▶ _Supplied material_:
++++++++

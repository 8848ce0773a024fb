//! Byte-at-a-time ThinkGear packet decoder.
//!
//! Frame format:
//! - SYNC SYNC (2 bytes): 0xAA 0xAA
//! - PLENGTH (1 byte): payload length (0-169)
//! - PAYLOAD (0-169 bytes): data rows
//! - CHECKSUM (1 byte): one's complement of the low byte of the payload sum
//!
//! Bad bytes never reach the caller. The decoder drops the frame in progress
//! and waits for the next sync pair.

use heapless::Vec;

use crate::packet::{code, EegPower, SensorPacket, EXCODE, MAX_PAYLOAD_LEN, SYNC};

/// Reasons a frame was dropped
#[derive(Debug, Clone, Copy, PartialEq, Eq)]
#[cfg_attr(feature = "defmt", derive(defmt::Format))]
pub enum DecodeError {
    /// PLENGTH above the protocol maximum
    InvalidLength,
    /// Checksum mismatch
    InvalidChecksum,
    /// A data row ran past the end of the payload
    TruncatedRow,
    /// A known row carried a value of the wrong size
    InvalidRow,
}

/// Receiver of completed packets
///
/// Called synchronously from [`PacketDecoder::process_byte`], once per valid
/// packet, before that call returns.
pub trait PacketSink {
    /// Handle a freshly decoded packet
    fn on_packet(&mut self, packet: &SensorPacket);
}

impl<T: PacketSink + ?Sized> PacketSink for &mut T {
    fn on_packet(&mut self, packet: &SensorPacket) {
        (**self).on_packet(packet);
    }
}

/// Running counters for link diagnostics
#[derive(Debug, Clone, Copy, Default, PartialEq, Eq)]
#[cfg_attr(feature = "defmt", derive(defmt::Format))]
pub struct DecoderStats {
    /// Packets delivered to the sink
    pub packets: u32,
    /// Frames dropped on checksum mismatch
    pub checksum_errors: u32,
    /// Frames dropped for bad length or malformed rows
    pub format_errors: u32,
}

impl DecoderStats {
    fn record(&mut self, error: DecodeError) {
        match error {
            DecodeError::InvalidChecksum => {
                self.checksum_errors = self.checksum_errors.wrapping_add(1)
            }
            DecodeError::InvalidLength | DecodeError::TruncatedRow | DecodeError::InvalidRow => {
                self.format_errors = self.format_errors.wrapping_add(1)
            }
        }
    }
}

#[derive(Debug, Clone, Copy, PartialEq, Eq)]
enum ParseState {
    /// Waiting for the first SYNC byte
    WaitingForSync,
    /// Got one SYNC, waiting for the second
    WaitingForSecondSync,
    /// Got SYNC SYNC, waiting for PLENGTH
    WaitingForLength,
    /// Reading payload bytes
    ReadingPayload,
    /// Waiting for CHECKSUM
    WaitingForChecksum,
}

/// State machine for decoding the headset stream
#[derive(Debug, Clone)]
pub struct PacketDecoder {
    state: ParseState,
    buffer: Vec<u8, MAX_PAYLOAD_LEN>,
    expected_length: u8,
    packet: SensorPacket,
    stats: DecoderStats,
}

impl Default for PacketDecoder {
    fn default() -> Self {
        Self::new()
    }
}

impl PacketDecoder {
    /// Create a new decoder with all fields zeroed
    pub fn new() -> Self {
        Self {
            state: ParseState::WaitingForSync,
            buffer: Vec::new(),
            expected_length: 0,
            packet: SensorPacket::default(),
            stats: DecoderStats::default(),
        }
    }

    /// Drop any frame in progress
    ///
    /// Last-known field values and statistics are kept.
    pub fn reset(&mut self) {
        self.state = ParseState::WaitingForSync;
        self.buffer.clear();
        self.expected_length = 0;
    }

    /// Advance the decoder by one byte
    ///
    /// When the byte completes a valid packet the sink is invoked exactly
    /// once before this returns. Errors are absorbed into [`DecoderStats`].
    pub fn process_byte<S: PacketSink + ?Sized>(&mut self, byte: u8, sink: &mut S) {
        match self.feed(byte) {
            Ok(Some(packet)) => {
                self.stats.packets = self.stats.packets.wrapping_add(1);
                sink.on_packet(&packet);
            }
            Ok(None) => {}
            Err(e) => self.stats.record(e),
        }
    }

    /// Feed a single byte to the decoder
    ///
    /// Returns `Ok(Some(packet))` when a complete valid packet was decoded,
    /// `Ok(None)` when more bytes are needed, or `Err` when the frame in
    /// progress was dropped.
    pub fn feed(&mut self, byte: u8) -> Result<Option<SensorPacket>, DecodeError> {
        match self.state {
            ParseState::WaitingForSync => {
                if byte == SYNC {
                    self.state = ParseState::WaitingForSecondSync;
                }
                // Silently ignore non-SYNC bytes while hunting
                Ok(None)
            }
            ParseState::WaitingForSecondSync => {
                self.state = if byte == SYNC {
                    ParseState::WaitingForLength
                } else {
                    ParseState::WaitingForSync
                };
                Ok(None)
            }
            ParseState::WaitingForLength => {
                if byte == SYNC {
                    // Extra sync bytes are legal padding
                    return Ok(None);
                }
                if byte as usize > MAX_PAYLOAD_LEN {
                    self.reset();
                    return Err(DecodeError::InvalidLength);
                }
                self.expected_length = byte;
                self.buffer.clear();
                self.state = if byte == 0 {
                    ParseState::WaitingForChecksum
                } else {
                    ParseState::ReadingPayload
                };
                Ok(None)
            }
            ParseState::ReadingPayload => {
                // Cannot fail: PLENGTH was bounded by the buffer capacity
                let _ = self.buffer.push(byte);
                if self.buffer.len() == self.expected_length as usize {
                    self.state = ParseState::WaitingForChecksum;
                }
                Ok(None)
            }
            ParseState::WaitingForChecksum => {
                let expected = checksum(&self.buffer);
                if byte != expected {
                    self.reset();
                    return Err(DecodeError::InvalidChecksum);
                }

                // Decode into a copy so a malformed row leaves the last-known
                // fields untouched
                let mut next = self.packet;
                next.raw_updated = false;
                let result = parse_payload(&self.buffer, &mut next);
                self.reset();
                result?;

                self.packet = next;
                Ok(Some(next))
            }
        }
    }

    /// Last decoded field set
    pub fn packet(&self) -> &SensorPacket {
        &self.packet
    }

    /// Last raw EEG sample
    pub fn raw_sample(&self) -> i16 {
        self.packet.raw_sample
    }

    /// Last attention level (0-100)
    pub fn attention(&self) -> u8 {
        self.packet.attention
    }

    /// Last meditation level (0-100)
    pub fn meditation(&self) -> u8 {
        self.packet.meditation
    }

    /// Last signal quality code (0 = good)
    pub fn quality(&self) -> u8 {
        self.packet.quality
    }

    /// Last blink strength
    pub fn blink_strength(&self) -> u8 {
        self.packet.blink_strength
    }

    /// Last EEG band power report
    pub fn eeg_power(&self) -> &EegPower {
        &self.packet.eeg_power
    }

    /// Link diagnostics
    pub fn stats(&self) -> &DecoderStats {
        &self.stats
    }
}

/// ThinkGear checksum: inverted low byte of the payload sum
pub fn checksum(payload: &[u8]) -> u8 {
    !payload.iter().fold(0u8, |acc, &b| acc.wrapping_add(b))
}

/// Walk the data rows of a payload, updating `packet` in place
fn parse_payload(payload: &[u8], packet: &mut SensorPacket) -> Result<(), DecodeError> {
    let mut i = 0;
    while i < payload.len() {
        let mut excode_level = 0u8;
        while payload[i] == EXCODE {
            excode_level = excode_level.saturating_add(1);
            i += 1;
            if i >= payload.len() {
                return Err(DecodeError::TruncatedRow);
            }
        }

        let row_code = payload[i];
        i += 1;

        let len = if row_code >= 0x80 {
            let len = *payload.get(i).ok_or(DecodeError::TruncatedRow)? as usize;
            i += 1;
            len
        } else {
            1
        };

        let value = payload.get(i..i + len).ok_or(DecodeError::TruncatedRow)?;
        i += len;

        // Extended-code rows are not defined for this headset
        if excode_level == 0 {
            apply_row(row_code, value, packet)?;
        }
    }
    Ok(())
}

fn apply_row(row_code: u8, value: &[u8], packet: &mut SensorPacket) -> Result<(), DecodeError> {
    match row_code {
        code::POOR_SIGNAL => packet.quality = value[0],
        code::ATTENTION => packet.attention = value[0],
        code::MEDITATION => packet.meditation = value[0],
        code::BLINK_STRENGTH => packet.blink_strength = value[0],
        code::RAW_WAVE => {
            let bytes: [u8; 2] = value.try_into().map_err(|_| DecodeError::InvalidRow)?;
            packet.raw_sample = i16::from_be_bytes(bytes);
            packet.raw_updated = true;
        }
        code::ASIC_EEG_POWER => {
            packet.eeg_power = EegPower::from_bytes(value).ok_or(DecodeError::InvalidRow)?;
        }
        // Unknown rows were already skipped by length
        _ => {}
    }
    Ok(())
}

++++++++

▶ _Task details_: Beginning with the line containing "self.packet.blink_strength" in the material above, copy every line exactly until you have copied the line containing "if i >= payload.len()".

▶ _Answer for this exercise_:
        self.packet.blink_strength
    }

    /// Last EEG band power report
    pub fn eeg_power(&self) -> &EegPower {
        &self.packet.eeg_power
    }

    /// Link diagnostics
    pub fn stats(&self) -> &DecoderStats {
        &self.stats
    }
}

/// ThinkGear checksum: inverted low byte of the payload sum
pub fn checksum(payload: &[u8]) -> u8 {
    !payload.iter().fold(0u8, |acc, &b| acc.wrapping_add(b))
}

/// Walk the data rows of a payload, updating `packet` in place
fn parse_payload(payload: &[u8], packet: &mut SensorPacket) -> Result<(), DecodeError> {
    let mut i = 0;
    while i < payload.len() {
        let mut excode_level = 0u8;
        while payload[i] == EXCODE {
            excode_level = excode_level.saturating_add(1);
            i += 1;
            if i >= payload.len() {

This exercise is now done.